• [Problem] Filter the entries and keep only the lines where the string "dots" appears.

Stored data:
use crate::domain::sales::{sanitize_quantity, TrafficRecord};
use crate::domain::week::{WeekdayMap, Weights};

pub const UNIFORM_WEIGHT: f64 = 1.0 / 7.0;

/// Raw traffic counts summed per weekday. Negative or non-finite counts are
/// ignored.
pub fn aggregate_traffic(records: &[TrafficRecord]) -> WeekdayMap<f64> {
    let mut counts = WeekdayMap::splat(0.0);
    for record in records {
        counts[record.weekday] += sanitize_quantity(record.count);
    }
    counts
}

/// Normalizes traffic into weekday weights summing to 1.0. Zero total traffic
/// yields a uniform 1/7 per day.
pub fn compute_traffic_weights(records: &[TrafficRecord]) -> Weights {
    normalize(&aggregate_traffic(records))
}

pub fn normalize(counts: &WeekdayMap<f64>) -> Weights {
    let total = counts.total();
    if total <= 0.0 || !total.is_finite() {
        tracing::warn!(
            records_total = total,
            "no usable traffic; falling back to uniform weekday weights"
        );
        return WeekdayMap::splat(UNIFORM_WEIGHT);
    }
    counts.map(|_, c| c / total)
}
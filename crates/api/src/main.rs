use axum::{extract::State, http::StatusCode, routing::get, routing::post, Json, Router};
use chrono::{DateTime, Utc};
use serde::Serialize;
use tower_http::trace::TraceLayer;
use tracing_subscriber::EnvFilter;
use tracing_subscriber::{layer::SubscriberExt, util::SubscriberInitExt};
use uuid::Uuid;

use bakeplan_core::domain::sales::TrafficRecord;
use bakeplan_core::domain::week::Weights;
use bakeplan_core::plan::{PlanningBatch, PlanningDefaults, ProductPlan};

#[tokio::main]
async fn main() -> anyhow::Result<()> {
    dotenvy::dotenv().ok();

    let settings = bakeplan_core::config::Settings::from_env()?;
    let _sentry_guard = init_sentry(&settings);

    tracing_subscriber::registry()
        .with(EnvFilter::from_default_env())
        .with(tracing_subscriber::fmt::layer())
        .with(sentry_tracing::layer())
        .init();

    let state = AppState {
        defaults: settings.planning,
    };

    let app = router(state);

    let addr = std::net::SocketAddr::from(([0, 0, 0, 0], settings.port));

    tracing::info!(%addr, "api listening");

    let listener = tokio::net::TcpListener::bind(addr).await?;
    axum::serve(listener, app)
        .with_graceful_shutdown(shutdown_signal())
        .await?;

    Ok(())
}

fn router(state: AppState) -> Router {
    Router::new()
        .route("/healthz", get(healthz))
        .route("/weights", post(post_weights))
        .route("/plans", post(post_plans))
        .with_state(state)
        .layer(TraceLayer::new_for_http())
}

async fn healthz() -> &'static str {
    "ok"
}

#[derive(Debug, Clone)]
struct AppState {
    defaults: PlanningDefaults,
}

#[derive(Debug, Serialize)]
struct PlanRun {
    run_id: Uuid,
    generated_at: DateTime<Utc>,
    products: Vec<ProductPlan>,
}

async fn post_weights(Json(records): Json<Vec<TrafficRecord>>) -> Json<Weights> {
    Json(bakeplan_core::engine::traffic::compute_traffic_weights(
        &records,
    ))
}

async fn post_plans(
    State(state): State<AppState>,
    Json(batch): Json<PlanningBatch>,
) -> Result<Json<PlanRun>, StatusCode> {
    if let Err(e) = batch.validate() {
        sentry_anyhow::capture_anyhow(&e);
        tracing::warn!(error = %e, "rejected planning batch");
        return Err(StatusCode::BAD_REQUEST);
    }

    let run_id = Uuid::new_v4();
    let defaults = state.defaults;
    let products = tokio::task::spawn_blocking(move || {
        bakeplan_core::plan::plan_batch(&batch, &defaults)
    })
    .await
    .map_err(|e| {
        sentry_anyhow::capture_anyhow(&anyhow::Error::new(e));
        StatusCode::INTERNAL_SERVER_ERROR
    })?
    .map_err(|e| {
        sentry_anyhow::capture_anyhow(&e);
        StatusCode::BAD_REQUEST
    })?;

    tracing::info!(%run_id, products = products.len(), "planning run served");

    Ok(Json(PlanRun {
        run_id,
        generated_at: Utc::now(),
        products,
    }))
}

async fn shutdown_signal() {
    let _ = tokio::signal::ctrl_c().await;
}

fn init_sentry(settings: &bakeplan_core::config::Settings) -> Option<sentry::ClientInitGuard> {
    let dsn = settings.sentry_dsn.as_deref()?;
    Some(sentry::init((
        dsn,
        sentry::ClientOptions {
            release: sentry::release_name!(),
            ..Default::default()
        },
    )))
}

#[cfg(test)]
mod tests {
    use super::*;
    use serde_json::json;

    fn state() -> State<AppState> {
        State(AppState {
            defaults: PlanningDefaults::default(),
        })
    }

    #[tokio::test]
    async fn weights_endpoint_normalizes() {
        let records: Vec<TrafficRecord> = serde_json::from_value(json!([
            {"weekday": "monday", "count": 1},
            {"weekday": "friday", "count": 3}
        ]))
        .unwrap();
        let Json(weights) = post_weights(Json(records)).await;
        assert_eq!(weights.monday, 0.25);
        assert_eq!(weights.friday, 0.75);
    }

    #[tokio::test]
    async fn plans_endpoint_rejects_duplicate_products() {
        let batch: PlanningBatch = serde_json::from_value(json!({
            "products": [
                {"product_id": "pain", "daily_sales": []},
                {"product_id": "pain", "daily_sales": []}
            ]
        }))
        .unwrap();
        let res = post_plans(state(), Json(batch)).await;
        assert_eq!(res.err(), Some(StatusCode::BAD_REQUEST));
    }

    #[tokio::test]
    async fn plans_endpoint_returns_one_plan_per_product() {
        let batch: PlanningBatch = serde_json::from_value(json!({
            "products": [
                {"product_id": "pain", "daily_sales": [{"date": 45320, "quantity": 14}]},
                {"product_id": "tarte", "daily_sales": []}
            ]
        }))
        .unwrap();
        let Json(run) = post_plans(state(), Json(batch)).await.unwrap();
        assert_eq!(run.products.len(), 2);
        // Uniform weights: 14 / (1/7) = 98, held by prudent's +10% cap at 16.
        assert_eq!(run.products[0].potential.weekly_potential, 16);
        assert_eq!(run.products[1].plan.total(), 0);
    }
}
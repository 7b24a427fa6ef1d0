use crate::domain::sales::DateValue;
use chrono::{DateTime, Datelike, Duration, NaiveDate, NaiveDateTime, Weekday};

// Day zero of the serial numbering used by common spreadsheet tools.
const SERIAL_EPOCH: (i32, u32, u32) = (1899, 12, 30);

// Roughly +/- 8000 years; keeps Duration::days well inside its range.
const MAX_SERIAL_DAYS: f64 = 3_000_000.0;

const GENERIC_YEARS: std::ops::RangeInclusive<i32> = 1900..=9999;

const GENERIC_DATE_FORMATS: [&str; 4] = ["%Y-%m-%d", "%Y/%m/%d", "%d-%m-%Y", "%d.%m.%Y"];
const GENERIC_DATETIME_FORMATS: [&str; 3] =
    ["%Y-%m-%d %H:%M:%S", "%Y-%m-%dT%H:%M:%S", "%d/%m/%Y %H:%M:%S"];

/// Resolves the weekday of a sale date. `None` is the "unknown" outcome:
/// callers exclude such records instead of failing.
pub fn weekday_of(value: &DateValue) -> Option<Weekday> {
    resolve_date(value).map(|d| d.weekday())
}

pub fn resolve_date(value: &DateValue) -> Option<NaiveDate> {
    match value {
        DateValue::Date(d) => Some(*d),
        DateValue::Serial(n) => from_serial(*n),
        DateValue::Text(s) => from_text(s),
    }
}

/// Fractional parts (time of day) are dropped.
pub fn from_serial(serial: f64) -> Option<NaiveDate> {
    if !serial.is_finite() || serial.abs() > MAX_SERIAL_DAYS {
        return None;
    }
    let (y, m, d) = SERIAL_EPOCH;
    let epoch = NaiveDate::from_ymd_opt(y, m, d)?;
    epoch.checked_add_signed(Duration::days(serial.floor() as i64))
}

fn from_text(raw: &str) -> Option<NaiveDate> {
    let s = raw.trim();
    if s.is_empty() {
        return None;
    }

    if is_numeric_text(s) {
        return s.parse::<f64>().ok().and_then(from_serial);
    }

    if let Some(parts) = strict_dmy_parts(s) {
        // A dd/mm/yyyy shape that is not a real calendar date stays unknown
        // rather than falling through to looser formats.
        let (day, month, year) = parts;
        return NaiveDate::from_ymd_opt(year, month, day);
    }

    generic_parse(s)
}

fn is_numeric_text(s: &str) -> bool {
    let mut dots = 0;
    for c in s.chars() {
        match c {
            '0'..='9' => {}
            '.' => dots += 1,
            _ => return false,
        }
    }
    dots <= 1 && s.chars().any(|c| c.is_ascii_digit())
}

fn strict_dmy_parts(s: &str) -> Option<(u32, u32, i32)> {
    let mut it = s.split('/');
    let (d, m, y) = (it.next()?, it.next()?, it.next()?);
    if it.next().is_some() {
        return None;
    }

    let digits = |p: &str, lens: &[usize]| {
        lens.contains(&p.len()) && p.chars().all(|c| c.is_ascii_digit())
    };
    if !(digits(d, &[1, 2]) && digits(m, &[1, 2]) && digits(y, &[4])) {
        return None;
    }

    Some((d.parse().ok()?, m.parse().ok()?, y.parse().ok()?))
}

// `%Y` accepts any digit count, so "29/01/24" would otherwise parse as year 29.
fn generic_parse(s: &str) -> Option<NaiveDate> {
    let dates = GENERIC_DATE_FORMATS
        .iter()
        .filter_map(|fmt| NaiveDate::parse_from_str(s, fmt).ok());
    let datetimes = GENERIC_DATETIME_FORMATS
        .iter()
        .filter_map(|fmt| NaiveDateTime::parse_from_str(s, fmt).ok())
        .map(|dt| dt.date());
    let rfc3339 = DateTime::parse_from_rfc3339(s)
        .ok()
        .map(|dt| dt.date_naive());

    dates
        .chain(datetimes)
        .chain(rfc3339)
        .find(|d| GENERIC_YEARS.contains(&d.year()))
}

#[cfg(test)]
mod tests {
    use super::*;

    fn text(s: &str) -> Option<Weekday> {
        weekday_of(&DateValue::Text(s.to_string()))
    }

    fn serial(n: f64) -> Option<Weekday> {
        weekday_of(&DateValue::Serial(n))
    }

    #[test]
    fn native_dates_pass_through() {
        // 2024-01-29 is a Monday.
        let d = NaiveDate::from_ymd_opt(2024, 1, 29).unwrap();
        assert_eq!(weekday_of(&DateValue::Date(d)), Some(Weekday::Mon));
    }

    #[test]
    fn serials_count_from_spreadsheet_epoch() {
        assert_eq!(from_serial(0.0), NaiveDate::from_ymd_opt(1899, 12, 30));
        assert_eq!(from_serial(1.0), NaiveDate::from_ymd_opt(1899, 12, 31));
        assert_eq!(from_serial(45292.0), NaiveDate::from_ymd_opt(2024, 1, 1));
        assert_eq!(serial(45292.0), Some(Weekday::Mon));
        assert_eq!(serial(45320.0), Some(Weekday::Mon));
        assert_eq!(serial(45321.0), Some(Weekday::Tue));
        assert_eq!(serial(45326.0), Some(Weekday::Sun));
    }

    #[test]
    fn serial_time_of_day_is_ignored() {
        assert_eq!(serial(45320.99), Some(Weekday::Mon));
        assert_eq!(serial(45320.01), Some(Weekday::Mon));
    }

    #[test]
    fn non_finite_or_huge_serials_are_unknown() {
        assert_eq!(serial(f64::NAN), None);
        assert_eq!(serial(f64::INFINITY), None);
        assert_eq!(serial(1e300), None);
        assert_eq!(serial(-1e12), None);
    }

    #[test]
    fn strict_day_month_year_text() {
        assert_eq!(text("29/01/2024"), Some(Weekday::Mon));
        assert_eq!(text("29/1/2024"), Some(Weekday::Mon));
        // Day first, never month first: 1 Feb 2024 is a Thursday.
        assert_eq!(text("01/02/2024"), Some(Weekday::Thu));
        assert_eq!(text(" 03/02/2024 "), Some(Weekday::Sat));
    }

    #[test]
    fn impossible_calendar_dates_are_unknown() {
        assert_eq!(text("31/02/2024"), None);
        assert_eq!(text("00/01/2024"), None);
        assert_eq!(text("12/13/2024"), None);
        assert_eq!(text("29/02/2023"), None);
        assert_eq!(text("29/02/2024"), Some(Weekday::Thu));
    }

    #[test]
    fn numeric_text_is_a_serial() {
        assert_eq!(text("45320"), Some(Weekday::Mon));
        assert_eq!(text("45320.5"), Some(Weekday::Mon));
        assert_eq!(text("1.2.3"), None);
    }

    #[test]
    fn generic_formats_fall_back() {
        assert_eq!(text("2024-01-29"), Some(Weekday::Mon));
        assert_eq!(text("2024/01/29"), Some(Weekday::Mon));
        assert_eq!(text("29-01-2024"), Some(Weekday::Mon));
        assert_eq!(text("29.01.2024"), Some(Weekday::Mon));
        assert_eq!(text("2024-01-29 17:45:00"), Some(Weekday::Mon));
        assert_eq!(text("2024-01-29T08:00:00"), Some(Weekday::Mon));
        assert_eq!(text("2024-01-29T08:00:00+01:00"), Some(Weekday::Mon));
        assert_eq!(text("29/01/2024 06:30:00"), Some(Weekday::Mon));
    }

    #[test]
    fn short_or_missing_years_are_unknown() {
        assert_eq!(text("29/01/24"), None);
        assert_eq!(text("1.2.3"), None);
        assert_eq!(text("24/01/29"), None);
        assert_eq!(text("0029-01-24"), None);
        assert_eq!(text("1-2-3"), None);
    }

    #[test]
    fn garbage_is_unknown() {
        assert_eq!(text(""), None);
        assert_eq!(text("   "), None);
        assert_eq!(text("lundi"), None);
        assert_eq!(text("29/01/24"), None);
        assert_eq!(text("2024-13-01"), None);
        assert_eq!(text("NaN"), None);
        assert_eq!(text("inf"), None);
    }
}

• [Solution to the exercise]
    let mut dots = 0;
            '.' => dots += 1,
    dots <= 1 && s.chars().any(|c| c.is_ascii_digit())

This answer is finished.